The questionhas been increasingly exercising scientists and politicians in recent weeks and - without some basic ground rules - risks opening another destabilising divide.
In cartoon terms, there are two opposing and extremist camps: the Zero Covid brigade, who would have us locked down until the virus is wiped from the face of the Earth; and the Covid Sceptics who think the whole pandemic has somehow been overblown.
"It starts with Zero Covid, then it'll be Zero Flu, Zero CO2 and so on and so forth. Pandora's box has opened," opines one Twitter warrior. The truth is, no one can yet be sure where Sars-CoV-2 is headed and the degree to which we can influence its trajectory is much exaggerated.
The late Dr Donald Henderson, the man who spearheaded the smallpox eradication programme, noted some viruses are simply more susceptible to eradication than others. In a 2013 interview, he said: "From my examination of the characteristics and needs for eradicating other diseases, each has prominent features that makes it far more difficult than smallpox. With smallpox, we had a vaccine so heat stable that teams travelled in the field without refrigeration devices."

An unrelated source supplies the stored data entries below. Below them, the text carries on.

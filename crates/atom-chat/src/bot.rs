//! The chat bot and the per-conversation controller around it.

use std::path::PathBuf;
use std::sync::atomic::{AtomicBool, Ordering};
use std::sync::Arc;
use thiserror::Error;
use tokio::sync::Mutex;
use tokio::task::JoinHandle;
use tracing::{info, warn};

use crate::config::ChatConfig;
use crate::engine::{EngineError, ModelEngine, Session};
use crate::history::ConversationHistory;
use crate::negotiator::{BusyPolicy, CompletionAttempt, NegotiationReport, Negotiator};
use crate::sanitizer::sanitize;
use crate::template::Template;

/// Text shown when no template produced anything.
pub const NO_RESPONSE: &str = "(No response)";

/// Errors from the chat layer.
#[derive(Debug, Error)]
pub enum ChatError {
    #[error("failed to start chat session: {0}")]
    Startup(#[source] EngineError),
    #[error("a response is already being generated")]
    Busy,
    #[error("prompt is empty")]
    EmptyPrompt,
}

/// Owns the primary session and negotiates completions against it.
pub struct ChatBot {
    engine: Arc<dyn ModelEngine>,
    model: PathBuf,
    templates: Vec<Template>,
    busy_policy: BusyPolicy,
    history_limit: usize,
    primary: Mutex<Box<dyn Session>>,
}

impl ChatBot {
    /// Load the primary session under the first default template.
    ///
    /// Failing here is fatal: without the primary session there is nothing
    /// to chat with.
    pub async fn new(engine: Arc<dyn ModelEngine>, config: &ChatConfig) -> Result<Self, ChatError> {
        let templates = Template::defaults(&config.system_prompt);
        Self::with_templates(engine, config, templates).await
    }

    /// Like [`ChatBot::new`] with an explicit candidate list. The first
    /// template is the primary one.
    pub async fn with_templates(
        engine: Arc<dyn ModelEngine>,
        config: &ChatConfig,
        templates: Vec<Template>,
    ) -> Result<Self, ChatError> {
        let model = config.model_path();
        let primary_template = templates.first().ok_or_else(|| {
            ChatError::Startup(EngineError::Load("no templates configured".to_string()))
        })?;
        if !model.exists() {
            return Err(ChatError::Startup(EngineError::ModelNotFound(model)));
        }

        let primary = engine
            .load(&model, primary_template)
            .await
            .map_err(ChatError::Startup)?;
        info!("Model loaded successfully from {}", model.display());

        Ok(Self {
            engine,
            model,
            templates,
            busy_policy: config.busy_policy.clone(),
            history_limit: config.history_limit,
            primary: Mutex::new(primary),
        })
    }

    /// Run one negotiation for `prompt`.
    pub async fn negotiate(&self, prompt: &str) -> NegotiationReport {
        let mut primary = self.primary.lock().await;
        Negotiator::new(self.engine.as_ref(), &self.model, &self.templates)
            .with_busy_policy(self.busy_policy.clone())
            .negotiate(primary.as_mut(), prompt)
            .await
    }

    /// Negotiate on a background task. The handle resolves to the accepted
    /// raw completion, or an empty string when every template was rejected.
    /// Once started, the task runs to completion.
    pub fn generate_response(self: &Arc<Self>, prompt: impl Into<String>) -> JoinHandle<String> {
        let bot = Arc::clone(self);
        let prompt = prompt.into();
        tokio::spawn(async move { bot.negotiate(&prompt).await.response })
    }

    /// Add an accepted exchange to the primary session's history, dropping
    /// the oldest exchanges past the configured limit.
    pub async fn record_exchange(&self, user: &str, assistant: &str) {
        self.primary
            .lock()
            .await
            .record_exchange(user, assistant, self.history_limit);
    }
}

/// Text to show for a negotiated completion: the placeholder when nothing
/// was accepted, otherwise the sanitized completion. `history` must already
/// end with the user's prompt.
pub fn display_text(raw: &str, history: &ConversationHistory) -> String {
    let raw = if raw.is_empty() { NO_RESPONSE } else { raw };
    sanitize(raw, history)
}

/// One user turn as displayed.
#[derive(Debug, Clone)]
pub struct Reply {
    /// Sanitized text to show.
    pub text: String,
    /// Whether a template produced a completion.
    pub accepted: bool,
    pub attempts: Vec<CompletionAttempt>,
}

/// Drives one conversation: keeps the transcript and refuses a new prompt
/// while the previous one is still being answered.
pub struct ChatController {
    bot: Arc<ChatBot>,
    transcript: Mutex<ConversationHistory>,
    busy: AtomicBool,
}

impl ChatController {
    pub fn new(bot: Arc<ChatBot>) -> Self {
        Self {
            bot,
            transcript: Mutex::new(ConversationHistory::new()),
            busy: AtomicBool::new(false),
        }
    }

    /// Send one user message and wait for the displayed reply.
    pub async fn send(&self, input: &str) -> Result<Reply, ChatError> {
        let prompt = input.trim();
        if prompt.is_empty() {
            return Err(ChatError::EmptyPrompt);
        }
        let _busy = BusyGuard::acquire(&self.busy).ok_or(ChatError::Busy)?;

        self.transcript.lock().await.push_user(prompt);

        let report = self.bot.negotiate(prompt).await;
        let accepted = report.accepted().is_some();
        if !accepted {
            warn!("No template produced a response for this prompt");
        }
        let text = {
            let mut transcript = self.transcript.lock().await;
            let text = display_text(&report.response, &transcript);
            transcript.push_assistant(text.clone());
            text
        };

        if accepted {
            self.bot.record_exchange(prompt, &text).await;
        }

        Ok(Reply {
            text,
            accepted,
            attempts: report.attempts,
        })
    }

    /// Whether a reply is currently being generated.
    pub fn is_busy(&self) -> bool {
        self.busy.load(Ordering::Acquire)
    }

    /// Snapshot of the conversation so far.
    pub async fn transcript(&self) -> ConversationHistory {
        self.transcript.lock().await.clone()
    }
}

/// Holds the busy flag for the duration of one `send`.
struct BusyGuard<'a>(&'a AtomicBool);

impl<'a> BusyGuard<'a> {
    fn acquire(flag: &'a AtomicBool) -> Option<Self> {
        flag.compare_exchange(false, true, Ordering::AcqRel, Ordering::Acquire)
            .ok()
            .map(|_| BusyGuard(flag))
    }
}

impl Drop for BusyGuard<'_> {
    fn drop(&mut self) {
        self.0.store(false, Ordering::Release);
    }
}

In scientific terms, eradication means chasing it down to such an extent that there are no further cases or transmission anywhere in the world. We managed it with smallpox and are on the brink of doing it with polio, but that's it.
Elimination, on the other hand, has a different objective. When scientists set about eliminating a disease they aim to reduce cases to zero or thereabouts in a given geography - and this we have been much more successful with. In many nations, diseases including measles, mumps, cholera, typhoid, trachoma and tuberculosis can be said to have been successfully eliminated.
Might it be possible to permanently eliminate Sars-CoV-2 in countries like Britain? Much will depend on the performance of vaccines and the ability of the virus to evolve to evade them.
Experts across the world are genuinely flabbergasted by the apparent success of the new mRNA-based Pfizer and Moderna jabs. The super-high efficacy levels recorded in trials appear to be holding up in the real world and data released by Israel last week suggests they may also all but cut out transmission of the virus.
On the other hand, the virus is showing signs of the sort of drift seen with seasonal flu.
"We're not going to eliminate [Covid] globally so we won't eliminate it here," said Professor Neil Ferguson of Imperial College London last week. "I would like to see this virus become like influenza and managed in similar ways."
Devi Sridhar, professor of global public health at Edinburgh University Medical School, does not disagree. She too thinks the virus is endemic and that eradication is, for the moment at least, nothing more than a pipe dream. But for Sridhar, it is a mistake - "a fundamental error" - to equate suppression of the virus with a loss of individual freedoms.
"The higher your numbers, the less freedom you have. The lower your numbers, the more freedom you have," she says, pointing to countries which made early short-term sacrifices for longer-term gains.
"The whole puzzle of Covid has always been, 'how do you keep your numbers low and do it in a way that keeps you out of harsh lockdowns like the one we're in?'" she says.
Although it was forcefully rejected at the outset of the pandemic in Britain, this is the view now dominant in Downing Street and much of the rest of Europe.